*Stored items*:
==================================================

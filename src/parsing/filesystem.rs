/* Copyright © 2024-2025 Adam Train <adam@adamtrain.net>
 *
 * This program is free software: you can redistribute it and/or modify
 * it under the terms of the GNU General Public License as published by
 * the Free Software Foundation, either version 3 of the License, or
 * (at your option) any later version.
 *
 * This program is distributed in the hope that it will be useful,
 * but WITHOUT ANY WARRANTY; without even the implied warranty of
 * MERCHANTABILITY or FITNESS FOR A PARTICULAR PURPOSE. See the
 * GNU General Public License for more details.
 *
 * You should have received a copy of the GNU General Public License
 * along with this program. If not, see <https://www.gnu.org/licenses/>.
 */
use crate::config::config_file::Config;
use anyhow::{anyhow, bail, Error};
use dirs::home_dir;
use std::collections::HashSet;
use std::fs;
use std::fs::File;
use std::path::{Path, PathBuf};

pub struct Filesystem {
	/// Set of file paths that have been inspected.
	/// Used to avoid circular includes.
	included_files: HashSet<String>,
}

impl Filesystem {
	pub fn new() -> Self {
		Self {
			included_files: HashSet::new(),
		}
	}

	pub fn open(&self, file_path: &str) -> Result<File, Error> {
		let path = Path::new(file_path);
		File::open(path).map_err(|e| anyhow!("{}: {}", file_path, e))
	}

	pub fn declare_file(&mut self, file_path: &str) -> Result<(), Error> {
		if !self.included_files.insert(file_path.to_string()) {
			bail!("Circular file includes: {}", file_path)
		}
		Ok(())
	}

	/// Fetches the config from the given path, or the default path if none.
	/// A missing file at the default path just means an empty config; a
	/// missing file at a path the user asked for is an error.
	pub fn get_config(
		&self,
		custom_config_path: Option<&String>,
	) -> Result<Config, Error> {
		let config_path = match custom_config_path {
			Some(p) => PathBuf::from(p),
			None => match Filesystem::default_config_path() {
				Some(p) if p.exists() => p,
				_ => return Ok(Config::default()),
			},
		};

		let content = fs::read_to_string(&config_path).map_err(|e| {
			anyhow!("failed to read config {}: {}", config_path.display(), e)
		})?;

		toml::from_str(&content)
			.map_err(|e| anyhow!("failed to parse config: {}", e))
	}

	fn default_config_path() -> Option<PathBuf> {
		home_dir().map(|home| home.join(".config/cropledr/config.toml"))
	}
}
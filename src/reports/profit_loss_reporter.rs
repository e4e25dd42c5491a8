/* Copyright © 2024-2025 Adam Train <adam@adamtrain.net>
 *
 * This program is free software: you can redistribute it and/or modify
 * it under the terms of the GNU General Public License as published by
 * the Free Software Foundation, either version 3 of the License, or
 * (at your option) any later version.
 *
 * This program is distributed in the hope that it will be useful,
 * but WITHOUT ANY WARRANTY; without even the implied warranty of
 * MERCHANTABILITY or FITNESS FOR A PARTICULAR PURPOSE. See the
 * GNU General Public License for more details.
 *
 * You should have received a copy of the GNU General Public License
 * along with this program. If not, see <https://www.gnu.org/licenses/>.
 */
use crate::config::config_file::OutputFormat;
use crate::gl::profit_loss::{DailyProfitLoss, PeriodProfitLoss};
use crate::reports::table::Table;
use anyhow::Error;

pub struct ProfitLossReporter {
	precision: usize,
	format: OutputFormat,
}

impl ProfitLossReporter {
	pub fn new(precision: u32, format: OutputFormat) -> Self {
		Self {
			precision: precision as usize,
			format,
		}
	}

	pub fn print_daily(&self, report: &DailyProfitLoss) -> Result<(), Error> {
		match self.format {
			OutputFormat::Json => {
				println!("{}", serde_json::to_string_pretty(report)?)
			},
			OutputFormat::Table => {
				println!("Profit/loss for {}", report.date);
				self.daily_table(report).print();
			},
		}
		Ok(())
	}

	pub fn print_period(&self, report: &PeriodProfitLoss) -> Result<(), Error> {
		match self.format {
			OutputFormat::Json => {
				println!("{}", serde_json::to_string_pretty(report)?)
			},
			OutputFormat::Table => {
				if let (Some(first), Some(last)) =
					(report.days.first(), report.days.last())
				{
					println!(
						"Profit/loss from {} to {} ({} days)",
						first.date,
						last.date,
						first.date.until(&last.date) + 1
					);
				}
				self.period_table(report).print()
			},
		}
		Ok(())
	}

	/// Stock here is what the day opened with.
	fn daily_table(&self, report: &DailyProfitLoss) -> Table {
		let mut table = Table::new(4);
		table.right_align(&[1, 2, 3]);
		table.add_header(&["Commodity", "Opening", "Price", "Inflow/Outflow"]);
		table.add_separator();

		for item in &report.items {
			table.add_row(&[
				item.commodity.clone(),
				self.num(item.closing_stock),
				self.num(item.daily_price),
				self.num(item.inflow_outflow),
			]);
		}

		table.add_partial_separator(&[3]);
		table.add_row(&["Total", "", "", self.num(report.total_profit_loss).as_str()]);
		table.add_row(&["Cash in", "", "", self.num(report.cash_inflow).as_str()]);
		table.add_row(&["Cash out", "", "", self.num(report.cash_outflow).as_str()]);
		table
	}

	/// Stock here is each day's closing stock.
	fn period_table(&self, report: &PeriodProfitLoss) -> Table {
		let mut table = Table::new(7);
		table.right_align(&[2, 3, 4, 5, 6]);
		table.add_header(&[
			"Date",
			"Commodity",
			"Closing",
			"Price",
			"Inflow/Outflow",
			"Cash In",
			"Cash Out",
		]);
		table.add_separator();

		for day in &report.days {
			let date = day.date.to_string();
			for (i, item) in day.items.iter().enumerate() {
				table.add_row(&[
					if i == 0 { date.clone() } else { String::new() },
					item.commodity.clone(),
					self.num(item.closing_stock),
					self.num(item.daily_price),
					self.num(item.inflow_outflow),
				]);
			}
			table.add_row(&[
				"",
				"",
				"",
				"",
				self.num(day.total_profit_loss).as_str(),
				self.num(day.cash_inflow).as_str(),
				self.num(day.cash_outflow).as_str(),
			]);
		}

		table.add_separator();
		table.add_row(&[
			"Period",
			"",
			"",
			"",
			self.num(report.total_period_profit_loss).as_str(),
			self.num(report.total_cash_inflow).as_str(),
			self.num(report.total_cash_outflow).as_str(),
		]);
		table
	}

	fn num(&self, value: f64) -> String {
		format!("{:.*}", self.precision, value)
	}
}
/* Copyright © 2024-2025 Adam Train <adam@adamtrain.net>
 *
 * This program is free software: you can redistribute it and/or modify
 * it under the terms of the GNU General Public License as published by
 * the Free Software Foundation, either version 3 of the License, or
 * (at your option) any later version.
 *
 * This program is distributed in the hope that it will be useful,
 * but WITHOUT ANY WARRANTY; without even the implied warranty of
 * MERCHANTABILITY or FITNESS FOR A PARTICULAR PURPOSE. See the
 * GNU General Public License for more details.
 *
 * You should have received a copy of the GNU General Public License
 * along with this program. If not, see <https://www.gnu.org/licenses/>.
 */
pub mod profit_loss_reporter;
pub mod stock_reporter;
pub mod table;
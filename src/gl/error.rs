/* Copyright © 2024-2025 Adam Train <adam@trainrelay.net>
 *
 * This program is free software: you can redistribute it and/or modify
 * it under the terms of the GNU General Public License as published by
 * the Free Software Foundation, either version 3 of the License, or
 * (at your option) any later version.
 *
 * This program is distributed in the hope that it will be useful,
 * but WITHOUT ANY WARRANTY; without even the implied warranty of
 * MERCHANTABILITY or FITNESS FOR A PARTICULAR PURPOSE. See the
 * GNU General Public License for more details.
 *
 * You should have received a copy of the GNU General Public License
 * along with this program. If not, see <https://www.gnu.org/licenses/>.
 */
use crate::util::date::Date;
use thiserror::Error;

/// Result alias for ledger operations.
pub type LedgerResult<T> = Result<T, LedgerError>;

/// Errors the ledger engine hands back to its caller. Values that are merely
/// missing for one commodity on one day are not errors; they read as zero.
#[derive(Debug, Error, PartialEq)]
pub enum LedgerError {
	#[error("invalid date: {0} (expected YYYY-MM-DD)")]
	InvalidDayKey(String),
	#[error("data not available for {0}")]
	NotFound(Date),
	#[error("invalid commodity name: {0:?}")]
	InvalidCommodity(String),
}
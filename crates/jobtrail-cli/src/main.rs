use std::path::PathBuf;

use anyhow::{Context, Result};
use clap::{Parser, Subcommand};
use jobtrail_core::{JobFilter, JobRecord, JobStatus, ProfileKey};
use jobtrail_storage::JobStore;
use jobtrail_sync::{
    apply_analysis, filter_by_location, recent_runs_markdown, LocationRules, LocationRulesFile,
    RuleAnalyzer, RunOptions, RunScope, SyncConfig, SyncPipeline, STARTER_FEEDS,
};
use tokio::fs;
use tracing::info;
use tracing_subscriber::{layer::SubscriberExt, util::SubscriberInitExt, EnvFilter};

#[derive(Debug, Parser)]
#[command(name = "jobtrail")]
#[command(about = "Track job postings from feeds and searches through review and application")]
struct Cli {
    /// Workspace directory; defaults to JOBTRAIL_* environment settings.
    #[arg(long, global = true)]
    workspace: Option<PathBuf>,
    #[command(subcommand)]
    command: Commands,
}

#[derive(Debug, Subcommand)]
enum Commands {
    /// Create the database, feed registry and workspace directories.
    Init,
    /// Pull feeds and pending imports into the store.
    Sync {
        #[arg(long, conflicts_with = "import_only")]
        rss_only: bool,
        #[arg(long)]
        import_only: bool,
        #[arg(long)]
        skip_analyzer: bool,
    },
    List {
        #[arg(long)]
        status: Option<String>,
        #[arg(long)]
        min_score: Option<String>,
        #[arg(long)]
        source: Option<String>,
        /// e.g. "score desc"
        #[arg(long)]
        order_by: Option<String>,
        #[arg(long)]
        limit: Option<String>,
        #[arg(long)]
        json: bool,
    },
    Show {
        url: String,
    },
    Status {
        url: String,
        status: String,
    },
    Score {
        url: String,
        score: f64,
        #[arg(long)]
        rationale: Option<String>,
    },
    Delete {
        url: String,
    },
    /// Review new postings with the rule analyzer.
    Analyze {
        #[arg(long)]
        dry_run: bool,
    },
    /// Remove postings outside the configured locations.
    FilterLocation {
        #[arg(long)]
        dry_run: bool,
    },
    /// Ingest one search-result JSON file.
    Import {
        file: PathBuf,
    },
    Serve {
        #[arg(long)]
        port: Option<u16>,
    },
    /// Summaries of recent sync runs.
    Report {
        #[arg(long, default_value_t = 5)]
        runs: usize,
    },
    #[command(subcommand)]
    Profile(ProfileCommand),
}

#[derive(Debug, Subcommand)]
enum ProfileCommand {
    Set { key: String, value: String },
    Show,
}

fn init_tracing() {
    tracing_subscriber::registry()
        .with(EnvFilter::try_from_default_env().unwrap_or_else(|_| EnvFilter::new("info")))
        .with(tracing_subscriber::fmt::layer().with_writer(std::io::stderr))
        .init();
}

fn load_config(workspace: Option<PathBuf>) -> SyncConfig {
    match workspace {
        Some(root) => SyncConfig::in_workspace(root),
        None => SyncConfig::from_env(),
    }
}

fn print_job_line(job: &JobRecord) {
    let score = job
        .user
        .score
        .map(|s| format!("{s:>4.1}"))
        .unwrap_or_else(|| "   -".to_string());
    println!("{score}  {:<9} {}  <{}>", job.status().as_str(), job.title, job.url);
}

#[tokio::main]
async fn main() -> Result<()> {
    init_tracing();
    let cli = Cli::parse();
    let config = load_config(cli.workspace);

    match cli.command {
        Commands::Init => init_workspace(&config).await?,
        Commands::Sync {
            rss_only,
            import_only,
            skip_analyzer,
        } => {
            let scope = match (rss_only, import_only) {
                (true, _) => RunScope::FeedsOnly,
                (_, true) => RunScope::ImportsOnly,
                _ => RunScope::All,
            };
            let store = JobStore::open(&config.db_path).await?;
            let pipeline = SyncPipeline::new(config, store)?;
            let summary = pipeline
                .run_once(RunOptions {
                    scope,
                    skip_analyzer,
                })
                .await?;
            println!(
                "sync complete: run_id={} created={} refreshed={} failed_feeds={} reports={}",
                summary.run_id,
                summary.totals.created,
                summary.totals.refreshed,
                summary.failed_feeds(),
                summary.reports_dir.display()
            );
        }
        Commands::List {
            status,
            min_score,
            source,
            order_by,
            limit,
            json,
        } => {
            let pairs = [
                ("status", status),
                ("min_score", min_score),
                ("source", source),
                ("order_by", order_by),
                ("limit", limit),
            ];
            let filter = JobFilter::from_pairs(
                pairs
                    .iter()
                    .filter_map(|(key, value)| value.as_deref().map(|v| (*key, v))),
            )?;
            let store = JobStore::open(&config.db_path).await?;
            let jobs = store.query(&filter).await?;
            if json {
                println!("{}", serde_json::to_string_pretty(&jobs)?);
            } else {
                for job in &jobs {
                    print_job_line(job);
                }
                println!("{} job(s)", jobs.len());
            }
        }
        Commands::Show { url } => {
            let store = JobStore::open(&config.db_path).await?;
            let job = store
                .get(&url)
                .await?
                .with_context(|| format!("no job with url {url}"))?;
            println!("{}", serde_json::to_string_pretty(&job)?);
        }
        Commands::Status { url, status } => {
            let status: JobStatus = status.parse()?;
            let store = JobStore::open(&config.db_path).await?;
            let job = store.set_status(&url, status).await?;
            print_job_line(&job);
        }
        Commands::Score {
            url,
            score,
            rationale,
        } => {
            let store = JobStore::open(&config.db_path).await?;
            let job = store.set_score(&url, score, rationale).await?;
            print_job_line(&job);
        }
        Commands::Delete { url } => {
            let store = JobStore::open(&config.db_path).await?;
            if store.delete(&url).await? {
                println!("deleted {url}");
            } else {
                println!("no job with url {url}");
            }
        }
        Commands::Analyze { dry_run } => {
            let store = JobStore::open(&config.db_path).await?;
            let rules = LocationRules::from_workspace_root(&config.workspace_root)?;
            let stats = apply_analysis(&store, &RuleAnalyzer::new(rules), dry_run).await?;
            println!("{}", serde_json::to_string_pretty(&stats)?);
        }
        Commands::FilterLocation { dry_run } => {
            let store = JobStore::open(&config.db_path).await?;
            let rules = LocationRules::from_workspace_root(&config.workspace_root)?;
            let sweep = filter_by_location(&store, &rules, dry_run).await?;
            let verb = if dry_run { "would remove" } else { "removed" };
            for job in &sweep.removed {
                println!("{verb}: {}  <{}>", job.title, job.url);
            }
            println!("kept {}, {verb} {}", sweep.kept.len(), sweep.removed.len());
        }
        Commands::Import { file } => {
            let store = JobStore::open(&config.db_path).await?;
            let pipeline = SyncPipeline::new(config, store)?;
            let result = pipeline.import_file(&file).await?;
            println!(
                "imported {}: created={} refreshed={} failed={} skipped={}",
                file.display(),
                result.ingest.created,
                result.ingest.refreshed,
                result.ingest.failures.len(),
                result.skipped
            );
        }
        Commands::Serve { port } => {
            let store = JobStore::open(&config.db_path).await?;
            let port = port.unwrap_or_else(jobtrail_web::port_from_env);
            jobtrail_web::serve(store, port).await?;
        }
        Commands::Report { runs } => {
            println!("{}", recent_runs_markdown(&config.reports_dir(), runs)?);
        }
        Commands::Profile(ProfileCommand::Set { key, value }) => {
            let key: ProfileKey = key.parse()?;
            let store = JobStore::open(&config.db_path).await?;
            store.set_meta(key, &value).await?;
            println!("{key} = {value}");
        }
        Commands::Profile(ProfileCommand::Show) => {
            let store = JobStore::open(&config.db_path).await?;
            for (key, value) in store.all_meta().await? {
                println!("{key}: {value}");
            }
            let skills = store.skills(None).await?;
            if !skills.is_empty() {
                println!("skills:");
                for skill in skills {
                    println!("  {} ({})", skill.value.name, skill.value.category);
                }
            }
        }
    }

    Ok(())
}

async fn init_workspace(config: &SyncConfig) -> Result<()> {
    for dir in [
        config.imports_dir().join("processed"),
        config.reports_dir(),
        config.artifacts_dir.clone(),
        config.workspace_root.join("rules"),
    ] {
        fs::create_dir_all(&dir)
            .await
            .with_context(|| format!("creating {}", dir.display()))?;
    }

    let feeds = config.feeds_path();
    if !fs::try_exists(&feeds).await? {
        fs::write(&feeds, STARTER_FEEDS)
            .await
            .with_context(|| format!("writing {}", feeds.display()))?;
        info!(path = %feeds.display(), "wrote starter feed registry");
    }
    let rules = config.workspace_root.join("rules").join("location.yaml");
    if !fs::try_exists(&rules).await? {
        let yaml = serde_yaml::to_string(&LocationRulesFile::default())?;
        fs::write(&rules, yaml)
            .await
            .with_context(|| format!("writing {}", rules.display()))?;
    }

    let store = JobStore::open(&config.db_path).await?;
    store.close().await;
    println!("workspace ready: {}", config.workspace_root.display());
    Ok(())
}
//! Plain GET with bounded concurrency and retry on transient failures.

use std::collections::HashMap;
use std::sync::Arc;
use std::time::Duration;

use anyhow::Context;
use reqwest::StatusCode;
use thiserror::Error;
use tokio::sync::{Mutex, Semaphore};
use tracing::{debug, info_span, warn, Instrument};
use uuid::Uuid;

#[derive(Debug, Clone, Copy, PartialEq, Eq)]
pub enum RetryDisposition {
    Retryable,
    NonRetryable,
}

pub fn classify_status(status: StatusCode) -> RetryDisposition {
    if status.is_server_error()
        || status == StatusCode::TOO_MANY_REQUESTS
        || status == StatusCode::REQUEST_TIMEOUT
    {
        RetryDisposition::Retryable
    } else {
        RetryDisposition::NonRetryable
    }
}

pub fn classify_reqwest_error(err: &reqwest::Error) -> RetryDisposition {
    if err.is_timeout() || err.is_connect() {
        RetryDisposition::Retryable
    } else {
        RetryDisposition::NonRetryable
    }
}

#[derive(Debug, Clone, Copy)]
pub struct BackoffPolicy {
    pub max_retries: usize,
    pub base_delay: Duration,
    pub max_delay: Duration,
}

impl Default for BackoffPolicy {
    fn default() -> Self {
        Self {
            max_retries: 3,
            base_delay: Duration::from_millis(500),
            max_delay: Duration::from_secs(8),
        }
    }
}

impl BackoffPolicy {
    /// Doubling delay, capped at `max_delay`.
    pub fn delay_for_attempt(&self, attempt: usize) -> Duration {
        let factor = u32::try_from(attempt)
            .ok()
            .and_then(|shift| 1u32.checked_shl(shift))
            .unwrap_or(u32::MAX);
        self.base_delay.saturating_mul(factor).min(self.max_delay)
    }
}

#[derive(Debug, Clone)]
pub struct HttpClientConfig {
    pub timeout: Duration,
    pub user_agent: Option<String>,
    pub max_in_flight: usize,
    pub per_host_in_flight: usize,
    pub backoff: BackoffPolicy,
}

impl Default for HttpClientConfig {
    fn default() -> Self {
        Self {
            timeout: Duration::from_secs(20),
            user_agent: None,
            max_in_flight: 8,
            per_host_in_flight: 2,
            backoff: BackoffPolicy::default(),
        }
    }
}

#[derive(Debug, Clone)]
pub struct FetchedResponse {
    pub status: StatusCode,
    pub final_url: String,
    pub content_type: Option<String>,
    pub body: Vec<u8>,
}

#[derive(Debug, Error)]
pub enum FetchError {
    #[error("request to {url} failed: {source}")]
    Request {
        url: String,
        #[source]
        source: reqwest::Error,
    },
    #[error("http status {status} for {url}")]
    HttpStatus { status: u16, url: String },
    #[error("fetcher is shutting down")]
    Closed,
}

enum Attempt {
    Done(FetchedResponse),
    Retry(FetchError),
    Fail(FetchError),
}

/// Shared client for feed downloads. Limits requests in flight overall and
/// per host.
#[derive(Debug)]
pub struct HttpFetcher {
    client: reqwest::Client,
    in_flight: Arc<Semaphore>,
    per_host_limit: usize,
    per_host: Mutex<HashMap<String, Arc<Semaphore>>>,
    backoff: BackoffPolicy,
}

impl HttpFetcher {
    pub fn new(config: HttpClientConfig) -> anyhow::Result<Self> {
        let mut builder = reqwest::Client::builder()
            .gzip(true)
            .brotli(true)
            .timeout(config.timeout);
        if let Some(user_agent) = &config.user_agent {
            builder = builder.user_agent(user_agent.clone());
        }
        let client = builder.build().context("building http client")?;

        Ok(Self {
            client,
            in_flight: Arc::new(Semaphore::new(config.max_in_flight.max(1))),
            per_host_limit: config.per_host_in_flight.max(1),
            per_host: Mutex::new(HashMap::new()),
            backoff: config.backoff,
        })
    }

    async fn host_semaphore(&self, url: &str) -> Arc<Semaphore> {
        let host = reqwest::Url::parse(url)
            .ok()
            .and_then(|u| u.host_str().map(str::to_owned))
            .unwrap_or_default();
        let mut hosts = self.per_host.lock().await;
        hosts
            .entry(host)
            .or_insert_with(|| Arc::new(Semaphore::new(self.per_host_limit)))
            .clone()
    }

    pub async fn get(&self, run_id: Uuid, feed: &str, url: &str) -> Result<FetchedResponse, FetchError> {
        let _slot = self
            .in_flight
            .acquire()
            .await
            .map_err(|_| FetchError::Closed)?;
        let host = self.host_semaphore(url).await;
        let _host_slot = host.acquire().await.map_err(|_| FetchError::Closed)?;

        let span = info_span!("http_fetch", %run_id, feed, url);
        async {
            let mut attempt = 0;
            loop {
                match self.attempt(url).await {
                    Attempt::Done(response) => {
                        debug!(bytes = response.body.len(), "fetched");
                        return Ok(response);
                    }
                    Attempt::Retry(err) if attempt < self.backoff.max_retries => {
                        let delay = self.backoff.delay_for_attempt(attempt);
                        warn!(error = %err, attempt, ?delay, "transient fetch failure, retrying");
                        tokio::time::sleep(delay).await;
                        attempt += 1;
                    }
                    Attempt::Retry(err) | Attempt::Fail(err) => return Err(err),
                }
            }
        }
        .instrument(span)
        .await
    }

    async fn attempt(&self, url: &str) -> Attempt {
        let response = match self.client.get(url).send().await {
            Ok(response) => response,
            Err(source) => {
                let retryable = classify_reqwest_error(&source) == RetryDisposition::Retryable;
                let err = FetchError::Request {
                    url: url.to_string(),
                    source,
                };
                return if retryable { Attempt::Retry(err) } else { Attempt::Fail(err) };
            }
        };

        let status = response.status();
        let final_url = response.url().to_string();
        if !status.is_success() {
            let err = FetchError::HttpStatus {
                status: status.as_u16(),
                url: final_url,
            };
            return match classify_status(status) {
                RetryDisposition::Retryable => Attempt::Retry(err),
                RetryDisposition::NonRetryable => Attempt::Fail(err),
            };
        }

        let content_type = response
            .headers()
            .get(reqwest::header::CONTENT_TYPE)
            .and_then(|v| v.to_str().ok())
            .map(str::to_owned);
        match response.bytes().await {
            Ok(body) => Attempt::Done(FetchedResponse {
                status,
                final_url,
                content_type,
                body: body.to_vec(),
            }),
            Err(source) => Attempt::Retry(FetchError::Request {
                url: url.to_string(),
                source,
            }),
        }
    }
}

==================================================

*Problem requirements*: For this task, write out exactly the lines of the entries above, starting at the line with "pub mod table;" and ending at the line with "#[derive(Debug, Parser)]", both included, and no others.

*Answer space*:
pub mod table;
filename src/gl/error.rs
/* Copyright © 2024-2025 Adam Train <adam@trainrelay.net>
 *
 * This program is free software: you can redistribute it and/or modify
 * it under the terms of the GNU General Public License as published by
 * the Free Software Foundation, either version 3 of the License, or
 * (at your option) any later version.
 *
 * This program is distributed in the hope that it will be useful,
 * but WITHOUT ANY WARRANTY; without even the implied warranty of
 * MERCHANTABILITY or FITNESS FOR A PARTICULAR PURPOSE. See the
 * GNU General Public License for more details.
 *
 * You should have received a copy of the GNU General Public License
 * along with this program. If not, see <https://www.gnu.org/licenses/>.
 */
use crate::util::date::Date;
use thiserror::Error;

/// Result alias for ledger operations.
pub type LedgerResult<T> = Result<T, LedgerError>;

/// Errors the ledger engine hands back to its caller. Values that are merely
/// missing for one commodity on one day are not errors; they read as zero.
#[derive(Debug, Error, PartialEq)]
pub enum LedgerError {
	#[error("invalid date: {0} (expected YYYY-MM-DD)")]
	InvalidDayKey(String),
	#[error("data not available for {0}")]
	NotFound(Date),
	#[error("invalid commodity name: {0:?}")]
	InvalidCommodity(String),
}
filename crates/jobtrail-cli/src/main.rs
use std::path::PathBuf;

use anyhow::{Context, Result};
use clap::{Parser, Subcommand};
use jobtrail_core::{JobFilter, JobRecord, JobStatus, ProfileKey};
use jobtrail_storage::JobStore;
use jobtrail_sync::{
    apply_analysis, filter_by_location, recent_runs_markdown, LocationRules, LocationRulesFile,
    RuleAnalyzer, RunOptions, RunScope, SyncConfig, SyncPipeline, STARTER_FEEDS,
};
use tokio::fs;
use tracing::info;
use tracing_subscriber::{layer::SubscriberExt, util::SubscriberInitExt, EnvFilter};

#[derive(Debug, Parser)]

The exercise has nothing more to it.